Dorota Darmochwał-Kolarz scite author profile

Summary CD4+ CD25 bright regulatory T (Treg) cells have been identified as a principle regulator of tolerance during pregnancy. In the setting of pre-eclampsia, however, little is known about the dynamics of these cells. In the current study, we determined CD4 + CD25 bright Treg cells in the peripheral blood using flow cytometry and forkhead box P3 (FoxP3 + ) cells at the placental bed using immunohistochemical staining. Peripheral blood mononuclear cells (PBMC) of 38 pre-eclamptic cases (17 cases Japanese, 21 cases Polish), 40 normal late pregnancy subjects (20 subjects Japanese, 20 subjects Polish), and 21 non-pregnant healthy controls (10 subjects Japanese, 11 subjects Polish) were included. We found the percentage of CD25 bright cells within the CD4+ T cell population in PBMC was reduced significantly in both Japanese and Polish pre-eclamptic cases than in normal pregnancy subjects (P < 0·001) and non-pregnant healthy controls (P < 0·001).
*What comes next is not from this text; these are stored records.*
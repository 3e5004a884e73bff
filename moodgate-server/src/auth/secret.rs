//! Signing-secret lifecycle.
//!
//! The secret is generated lazily on first use, persisted so every
//! instance of the service converges on the same value, and cached
//! in-process for the life of the process.

use std::sync::Arc;

use parking_lot::Mutex;
use rand::RngCore;

use super::error::AuthError;
use super::store::SecretStore;

/// Key under which the signing secret is persisted.
const SECRET_KEY: &str = "jwt_secret";

/// Process-wide provider of the token-signing secret.
///
/// Owned by the composition root and shared via `Arc`; there is no
/// ambient global. The cache lock is never held across a store call.
pub struct SigningSecretProvider {
    store: Arc<dyn SecretStore>,
    cached: Mutex<Option<String>>,
}

impl SigningSecretProvider {
    pub fn new(store: Arc<dyn SecretStore>) -> Self {
        Self {
            store,
            cached: Mutex::new(None),
        }
    }

    /// Return the signing secret: cache hit, else stored value, else
    /// generate + conditional write + authoritative re-read.
    ///
    /// An instance that loses the first-write race adopts the value
    /// another instance persisted, so all instances converge.
    pub fn get_or_create(&self) -> Result<String, AuthError> {
        if let Some(secret) = self.cached.lock().clone() {
            return Ok(secret);
        }

        if let Some(secret) = self.store.get(SECRET_KEY)? {
            return Ok(self.adopt(secret));
        }

        let fresh = generate_secret();
        self.store.put_if_absent(SECRET_KEY, &fresh)?;
        match self.store.get(SECRET_KEY)? {
            Some(stored) => {
                if stored == fresh {
                    tracing::info!("generated and persisted new signing secret");
                } else {
                    tracing::info!("adopted signing secret persisted by another instance");
                }
                Ok(self.adopt(stored))
            }
            None => Err(AuthError::Infrastructure(
                "signing secret missing after conditional write".into(),
            )),
        }
    }

    /// Populate the cache at most once; a concurrent in-process caller
    /// that got there first wins.
    fn adopt(&self, secret: String) -> String {
        let mut cached = self.cached.lock();
        match cached.as_ref() {
            Some(existing) => existing.clone(),
            None => {
                *cached = Some(secret.clone());
                secret
            }
        }
    }
}

/// 32 bytes of entropy, hex-encoded.
fn generate_secret() -> String {
    let mut bytes = [0u8; 32];
    rand::thread_rng().fill_bytes(&mut bytes);
    hex::encode(bytes)
}
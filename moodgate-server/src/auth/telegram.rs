//! Telegram signed-login verification.
//!
//! Validates the payload the Telegram login widget hands to the
//! client, per Telegram's protocol: HMAC-SHA256 over a canonical
//! check-string, keyed by SHA-256 of the bot token, plus a 24-hour
//! replay window. Pure function of the payload, the shared secret,
//! and the clock; no network, no state.
//!
//! Which check failed is logged here and deliberately not surfaced:
//! callers uniformly see `Forbidden`.

use chrono::{DateTime, Duration, Utc};
use hmac::{Hmac, Mac};
use serde::Deserialize;
use sha2::{Digest, Sha256};

use super::error::AuthError;

/// Login payloads older than this are rejected as replays.
const MAX_LOGIN_AGE_HOURS: i64 = 24;

/// The payload the Telegram login widget produces.
///
/// Typed at the boundary: required fields are required, optional ones
/// are `Option`. `hash` is optional only so its absence is our check
/// to fail, not a deserialization error.
#[derive(Debug, Clone, Deserialize)]
pub struct LoginPayload {
    pub id: i64,
    pub first_name: String,
    #[serde(default)]
    pub last_name: Option<String>,
    #[serde(default)]
    pub username: Option<String>,
    #[serde(default)]
    pub photo_url: Option<String>,
    pub auth_date: i64,
    #[serde(default)]
    pub hash: Option<String>,
}

/// Canonical check-string: every present field except `hash`, sorted
/// lexicographically by key, joined as `key=value` lines.
fn check_string(payload: &LoginPayload) -> String {
    let mut lines = vec![
        format!("auth_date={}", payload.auth_date),
        format!("first_name={}", payload.first_name),
        format!("id={}", payload.id),
    ];
    if let Some(last_name) = &payload.last_name {
        lines.push(format!("last_name={last_name}"));
    }
    if let Some(photo_url) = &payload.photo_url {
        lines.push(format!("photo_url={photo_url}"));
    }
    if let Some(username) = &payload.username {
        lines.push(format!("username={username}"));
    }
    lines.join("\n")
}

/// Verify a signed login payload and return the asserted Telegram
/// user id. Binding it to an account is the caller's job.
pub fn verify(
    payload: &LoginPayload,
    bot_token: &str,
    now: DateTime<Utc>,
) -> Result<String, AuthError> {
    let Some(supplied) = payload.hash.as_deref().filter(|h| !h.is_empty()) else {
        tracing::warn!("login payload missing hash");
        return Err(AuthError::Forbidden);
    };
    // Telegram sends lowercase hex; uppercase is rejected rather than
    // normalized, keeping the comparison case-sensitive.
    if supplied.bytes().any(|b| b.is_ascii_uppercase()) {
        tracing::warn!("login hash is not lowercase hex");
        return Err(AuthError::Forbidden);
    }
    let Ok(supplied_bytes) = hex::decode(supplied) else {
        tracing::warn!("login hash is not valid hex");
        return Err(AuthError::Forbidden);
    };

    let key = Sha256::digest(bot_token.as_bytes());
    let mut mac = Hmac::<Sha256>::new_from_slice(key.as_slice())
        .map_err(|e| AuthError::Infrastructure(format!("hmac init failed: {e}")))?;
    mac.update(check_string(payload).as_bytes());
    if mac.verify_slice(&supplied_bytes).is_err() {
        tracing::warn!("login hash mismatch");
        return Err(AuthError::Forbidden);
    }

    if payload.auth_date < (now - Duration::hours(MAX_LOGIN_AGE_HOURS)).timestamp() {
        tracing::warn!("login payload outdated");
        return Err(AuthError::Forbidden);
    }

    Ok(payload.id.to_string())
}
Also, the percentage of FoxP3+ cells within CD3 + T cells in the placental bed biopsy samples of pre-eclamptic cases were decreased compared to those in normal pregnancy subjects. These findings suggest that a decreased number of Treg cells was present in pre-eclampsia, and these changes might break the maternal tolerance to the fetus.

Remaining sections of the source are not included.